Explain this to me ---- pleez!

Greg Crosby

By Greg Crosby

Published Jan. 4, 2019

 Explain this to me ---- pleez!
My mind works in mysterious ways.

Not being mechanically or electronically inclined and having no aptitude for physics, I wonder how the heck we're able to record sounds that can be played back.

I mean how does that happen? We talk into a microphone and our voice is recorded. Magic. Intellectually I realize that there is a valid scientific explanation for it, vibrations, electricity and magnetics all enter into the process, but it still seems like an amazing thing to me. I know there are people who definitely get how this stuff works, not me. I can have it explained to me by experts and read about it all day long, but I'll never be able to comprehend how it happens. It's beyond me.


The same goes for photography. Capturing images of people and things by the use of optics, chemicals, and mechanics is a magic formula that befuddles me. Even after I read about it I still don't get it. Here is part of an explanation I found on the Internet on how photography works:

"The optical component of the camera is the lens. At its simplest, a lens is just a curved piece of glass or plastic. Its job is to take the beams of light bouncing off of an object and redirect them so they come together to form a real image -- an image that looks just like the scene in front of the lens."

"As light travels from one medium to another, it changes speed. Light travels more quickly through air than it does through glass, so a lens slows it down.

"When light waves enter a piece of glass at an angle, one part of the wave will reach the glass before another and so will start slowing down first. As the light enters the glass at an angle, it bends in one direction.
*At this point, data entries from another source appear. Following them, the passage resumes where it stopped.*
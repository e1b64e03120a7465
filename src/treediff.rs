//! Materializes trees into flat path->blob maps and diffs two snapshots.
use std::collections::{BTreeMap, VecDeque};

use log::warn;

use crate::diff::{diff_blobs, DiffRecord};
use crate::error::{GitError, Result};
use crate::hash::Hash;
use crate::objects::{EntryKind, Object};
use crate::store::ObjectStore;

#[derive(Debug, Clone, Copy, PartialEq, Eq)]
pub enum ChangeKind {
    Added,
    Modified,
    Deleted,
}

#[derive(Debug, Clone, PartialEq, Eq)]
pub struct FileChange {
    pub path: String,
    pub change_type: ChangeKind,
    pub additions: u32,
    pub deletions: u32,
}

/// Flattens a tree into a `path -> blob hash` map using an explicit work
/// queue rather than recursion (spec §9: adversarial trees could otherwise
/// blow the stack). Submodule entries are skipped. A sub-tree that fails
/// to read contributes nothing rather than aborting the whole flatten.
pub fn flatten(store: &ObjectStore, tree: Hash) -> BTreeMap<String, Hash> {
    let mut out = BTreeMap::new();
    let mut queue: VecDeque<(Hash, String)> = VecDeque::new();
    queue.push_back((tree, String::new()));

    while let Some((hash, prefix)) = queue.pop_front() {
        let tree = match store.open_object(&hash) {
            Ok(Object::Tree(t)) => t,
            Ok(_) => {
                warn!("object {} referenced as a tree is not one; skipping", hash);
                continue;
            }
            Err(e) => {
                warn!("skipping unreadable subtree {}: {}", hash, e);
                continue;
            }
        };

        for entry in tree.entries {
            let path = if prefix.is_empty() {
                entry.name.clone()
            } else {
                format!("{}/{}", prefix, entry.name)
            };
            match entry.kind {
                EntryKind::Blob => {
                    out.insert(path, entry.hash);
                }
                EntryKind::Tree => {
                    queue.push_back((entry.hash, path));
                }
                EntryKind::Commit | EntryKind::Unknown => {
                    // Submodules are recognized, never traversed.
                }
            }
        }
    }

    out
}

/// Reads a blob's content, treating an absent hash as empty (root commits,
/// added/deleted files) and an unreadable blob as empty with a logged
/// diagnostic — one missing object must not abort the enclosing diff.
fn blob_content(store: &ObjectStore, hash: Option<Hash>) -> Vec<u8> {
    match hash {
        None => Vec::new(),
        Some(hash) => match store.open_object(&hash) {
            Ok(Object::Blob(content)) => content,
            Ok(_) => {
                warn!("object {} referenced as a blob is not one", hash);
                Vec::new()
            }
            Err(e) => {
                warn!("treating unreadable blob {} as empty: {}", hash, e);
                Vec::new()
            }
        },
    }
}

/// Computes the path-keyed set of file changes between two tree snapshots.
/// `old` is `None` for a root commit (compared against an empty tree).
pub fn compare(store: &ObjectStore, old: Option<Hash>, new: Hash) -> Vec<FileChange> {
    let before = old.map(|h| flatten(store, h)).unwrap_or_default();
    let after = flatten(store, new);

    let mut paths: Vec<&String> = before.keys().chain(after.keys()).collect();
    paths.sort();
    paths.dedup();

    let mut changes = Vec::new();
    for path in paths {
        let old_hash = before.get(path).copied();
        let new_hash = after.get(path).copied();

        if old_hash == new_hash {
            continue;
        }

        let change_type = match (old_hash, new_hash) {
            (None, Some(_)) => ChangeKind::Added,
            (Some(_), None) => ChangeKind::Deleted,
            _ => ChangeKind::Modified,
        };

        let DiffRecord {
            additions,
            deletions,
            ..
        } = diff_blobs_within_compare(store, old_hash, new_hash, path);

        changes.push(FileChange {
            path: path.clone(),
            change_type,
            additions,
            deletions,
        });
    }

    changes
}

fn diff_blobs_within_compare(
    store: &ObjectStore,
    old: Option<Hash>,
    new: Option<Hash>,
    path: &str,
) -> DiffRecord {
    let old_content = blob_content(store, old);
    let new_content = blob_content(store, new);
    diff_blobs(&old_content, &new_content, path)
}

/// Public entry point mirroring `Repository::diff_blobs`, allowing callers
/// that already hold hashes (rather than content) to diff two blobs,
/// surfacing a `Corrupt`/`NotFound` error instead of silently emptying the
/// content — used when the caller explicitly asked to diff one named blob
/// rather than as part of a whole-tree compare.
pub fn diff_blobs_by_hash(
    store: &ObjectStore,
    old: Option<Hash>,
    new: Option<Hash>,
    path: &str,
) -> Result<DiffRecord> {
    let old_content = match old {
        None => Vec::new(),
        Some(hash) => match store.open_object(&hash)? {
            Object::Blob(content) => content,
            _ => {
                return Err(GitError::Corrupt {
                    hash,
                    reason: "expected a blob".to_string(),
                })
            }
        },
    };
    let new_content = match new {
        None => Vec::new(),
        Some(hash) => match store.open_object(&hash)? {
            Object::Blob(content) => content,
            _ => {
                return Err(GitError::Corrupt {
                    hash,
                    reason: "expected a blob".to_string(),
                })
            }
        },
    };
    Ok(diff_blobs(&old_content, &new_content, path))
}

#[cfg(test)]
mod test {
    use super::*;
    use crate::testutil::FixtureRepo;

    #[test]
    fn compare_identical_trees_is_empty() {
        let fixture = FixtureRepo::new();
        let blob = fixture.write_blob(b"hello\n");
        let tree = fixture.write_tree(&[("100644", "a.txt", blob)]);
        let store = ObjectStore::open(fixture.path()).unwrap();
        assert_eq!(compare(&store, Some(tree), tree), vec![]);
    }

    #[test]
    fn compare_against_empty_tree_reports_every_leaf_as_added() {
        let fixture = FixtureRepo::new();
        let a = fixture.write_blob(b"a\n");
        let b = fixture.write_blob(b"b\n");
        let sub = fixture.write_tree(&[("100644", "b.txt", b)]);
        let tree = fixture.write_tree(&[("100644", "a.txt", a), ("40000", "dir", sub)]);

        let store = ObjectStore::open(fixture.path()).unwrap();
        let changes = compare(&store, None, tree);
        let mut paths: Vec<_> = changes.iter().map(|c| (c.path.as_str(), c.change_type)).collect();
        paths.sort();
        assert_eq!(
            paths,
            vec![("a.txt", ChangeKind::Added), ("dir/b.txt", ChangeKind::Added)]
        );
    }

    #[test]
    fn compare_reports_a_changed_path_as_modified() {
        let fixture = FixtureRepo::new();
        let old_blob = fixture.write_blob(b"hello\n");
        let new_blob = fixture.write_blob(b"hello\nworld\n");
        let old_tree = fixture.write_tree(&[("100644", "a.txt", old_blob)]);
        let new_tree = fixture.write_tree(&[("100644", "a.txt", new_blob)]);

        let store = ObjectStore::open(fixture.path()).unwrap();
        let changes = compare(&store, Some(old_tree), new_tree);
        assert_eq!(changes.len(), 1);
        assert_eq!(changes[0].path, "a.txt");
        assert_eq!(changes[0].change_type, ChangeKind::Modified);
        assert_eq!(changes[0].additions, 1);
        assert_eq!(changes[0].deletions, 0);
    }

    #[test]
    fn compare_mixes_added_and_deleted_paths_in_lexicographic_order() {
        // Mirrors spec scenario 3: C2.tree = {"a.txt" -> "hello\nworld\n"},
        // C3.tree = {"b.txt" -> "x\n"}.
        let fixture = FixtureRepo::new();
        let a_blob = fixture.write_blob(b"hello\nworld\n");
        let b_blob = fixture.write_blob(b"x\n");
        let old_tree = fixture.write_tree(&[("100644", "a.txt", a_blob)]);
        let new_tree = fixture.write_tree(&[("100644", "b.txt", b_blob)]);

        let store = ObjectStore::open(fixture.path()).unwrap();
        let changes = compare(&store, Some(old_tree), new_tree);
        assert_eq!(
            changes,
            vec![
                FileChange {
                    path: "a.txt".to_string(),
                    change_type: ChangeKind::Deleted,
                    additions: 0,
                    deletions: 2,
                },
                FileChange {
                    path: "b.txt".to_string(),
                    change_type: ChangeKind::Added,
                    additions: 1,
                    deletions: 0,
                },
            ]
        );
    }

    #[test]
    fn submodule_entries_are_excluded_from_flatten() {
        let fixture = FixtureRepo::new();
        let gitlink = Hash::from_hex("1111111111111111111111111111111111111111").unwrap();
        let blob = fixture.write_blob(b"hi\n");
        let tree = fixture.write_tree(&[
            ("100644", "a.txt", blob),
            ("160000", "vendor/lib", gitlink),
        ]);

        let store = ObjectStore::open(fixture.path()).unwrap();
        let flat = flatten(&store, tree);
        assert_eq!(flat.len(), 1);
        assert!(flat.contains_key("a.txt"));
    }

    #[test]
    fn flatten_keys_are_a_set_of_lowercase_hex_values() {
        let fixture = FixtureRepo::new();
        let a = fixture.write_blob(b"x\n");
        let tree = fixture.write_tree(&[("100644", "a.txt", a)]);
        let store = ObjectStore::open(fixture.path()).unwrap();
        let flat = flatten(&store, tree);
        for hash in flat.values() {
            let hex = hash.to_hex();
            assert_eq!(hex.len(), 40);
            assert!(hex.chars().all(|c| c.is_ascii_hexdigit() && !c.is_ascii_uppercase()));
        }
    }
}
It bends again when it exits the glass because parts of the light wave enter the air and speed up before other parts of the wave."

GET IT? Well, I don't. My mind doesn?t work that way. This is why I became a cartoonist. I know how THAT works. You pick up a pencil and you use it to draw on a piece of paper. Easy. No light speeds and lenses to worry about, and no magnetic vibrations to deal with. With drawing the only concern is making sure the pencil has a good point on one end and an eraser on the other.

The capturing of sound and visual images are pure magic by themselves. But the real magic occurs when you put recorded sound and recorded pictures together, as on film or on video.

Video especially has a life-like appearance that is uncanny and a little creepy. The video reruns of the Tonight Show starring Johnny Carson (some almost 40 years old) are so pristine that they look and sound absolutely live. There they are, people who have been dead for decades talking and walking and laughing as if they were still around.

Another thing I wonder about is who the heck came up with the fortune cookie and why? One source claims that it originated in Japan in the 19th Century, others say it was started in California (both San Francisco and Los Angeles claim to have invented it). But no matter who invented it, my question is why? What possessed someone to come up with the idea to bake "fortunes" into little sugar cookies?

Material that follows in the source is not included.